Organe auf Mikrochips
Ausgezeichnet: Karlsruhe Forscher entwickeln komplexe 3D-Organ-Chips für bessere Wirkstofftests. Die EU fördert die Weiterentwicklung der Chips mit einer halben Million Euro.
Sie sind eine vielversprechende Plattform für Wirkstofftests und könnten die Anzahl an Tierversuchen künftig deutlich reduzieren: Multi-Organ-Chips. Hier werden aus Zellen von gesunden Menschen und Patienten miniaturisierte Organe mittels 3D-Druck auf einem Mikrochip nachgebildet. In den vergangenen Jahren ist die Entwicklung der so genannten Lab-on-a-Chip-Technologie weiter vorangeschritten. Mittlerweile können darauf sogar mehrere Organe abgebildet werden. Die Technologie könnte in Zukunft nicht nur ethisch umstrittene Tierversuche minimieren, sondern auch neue Arzneimittel vor dem Einsatz im Menschen besser absichern.
Karlsruher Organ-Chip ausgezeichnet
Am Karlsruher Institut für Technologie (KIT) hat sich die Forschungsgruppe von Ute Schepers auf die Entwicklung solcher Systeme spezialisiert. Die Entwicklung eines Organ-on-a-Chip-Systems, auf dem Blutgefäße naturgetreu nachgebildeten sind, wurde mit dem LUSH PRIZE 2017 zur Förderung tierversuchsfreier Testmethoden in der Kategorie „Nachwuchsforscher“ ausgezeichnet. Der mit 12.000 Euro dotierte Preis wurde an Vanessa Kappings verliehen, die in Schepers Team maßgeblich an der Weiterentwicklung des Testsystems namens „vasQchip“ beteiligt war.

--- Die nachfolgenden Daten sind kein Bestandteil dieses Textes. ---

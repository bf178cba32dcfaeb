use serde::{Serialize, Deserialize};

/// Per-epoch summary returned by `Trainer::run`, one per completed epoch.
#[derive(Debug, Clone, PartialEq, Serialize, Deserialize)]
pub struct EpochStats {
    /// 1-based epoch number.
    pub epoch: usize,
    /// Exclusive end of the requested epoch range.
    pub total_epochs: usize,
    /// Mean penalised training loss over this epoch's batches.
    pub train_loss: f64,
    /// Mean penalised validation loss over this epoch's batches.
    pub valid_loss: f64,
    /// Best validation mean so far, this epoch included.
    pub best_loss: f64,
    /// Whether this epoch's weights became the new best snapshot.
    pub improved: bool,
    /// Wall-clock duration of the epoch including the checkpoint write.
    pub elapsed_ms: u64,
}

Tausende Tests parallel möglich
Der Chip ist kaum größer als ein Smartphone. Mittels 3D-Drucker wurden darauf dreidimensionale Miniorgane aufgetragen. Diese sind durch haarfeine künstliche Kanäle miteinander verbunden. Durch diese künstlichen Blutbahnen gelangen die zu testenden Wirkstoffe in einer blutähnlichen Nährstofflösung in die miniaturisierten Organe. Eine Minipumpe simuliert dabei das Herz und pumpt die Lösung durch die künstlichen Adern. Der Vorteil: Wie die Stoffe auf die Organe wirken, ist sofort messbar. Aber nicht nur das. Mithilfe des Mini-Organ-Chips können den Forschern zufolge tausende Test parallel und automatisiert durchgeführt werden und das auf kleinstem Raum. Derzeit arbeitet das Karlsruher Team an der Entwicklung von durchbluteten Haut-, Leber-, Darm-, Hirn-und Tumormodellen sowie an der Kombination verschiedener miniaturisierter Organe auf einem Chip.
Erfolgreiche Ausgründung der Innovation
„Unser Ziel ist, der Pharmaindustrie und auch der Kosmetikindustrie geeignetere Alternativen zu Tierversuchen zu liefern und sie von den Vorteilen zu überzeugen: präzisere Vorhersagbarkeit der Wirkung auf den Menschen, geringere Kosten sowie Schonung von Mensch und Tier“, erklärt Vanessa Kappings. Mittlerweile haben die Forscher das Start-up „vasQlab" gegründet, um den „vasQchip“ weiterzuentwickeln.
EU fördert Produktion von Organ-Chips
Ein neues Europäisches Forschungskonsortium will der Organ-on-a-Chip-Technologie nun zum gesellschaftlichen und wirtschaftlichen Durchbruch verhelfen. An dem Projekt »ORgan-on-CHip In Development« (ORCHID) sind auch Forscher vom Fraunhofer-Institut für Grenzflächen- und Bioverfahrenstechnik (IGB) in Stuttgart beteiligt. Das Konsortium will in den kommenden Jahren eine europäische Infrastruktur aufzubauen, um eine koordinierte Entwicklung, Produktion und Implementierung der neuen Testsysteme zu ermöglichen. Ziel ist die Entwicklung einer Plattform, die Wissenschaftlern, politischen Entscheidungsträgern, Geldgebern und Endnutzern einen Überblick über die aktuellen Entwicklungen auf dem Gebiet bietet. Das Vorhaben wird von der EU im Rahmen des Programmbereichs FET Open in den nächsten zwei Jahren mit 500.000 Euro gefördert.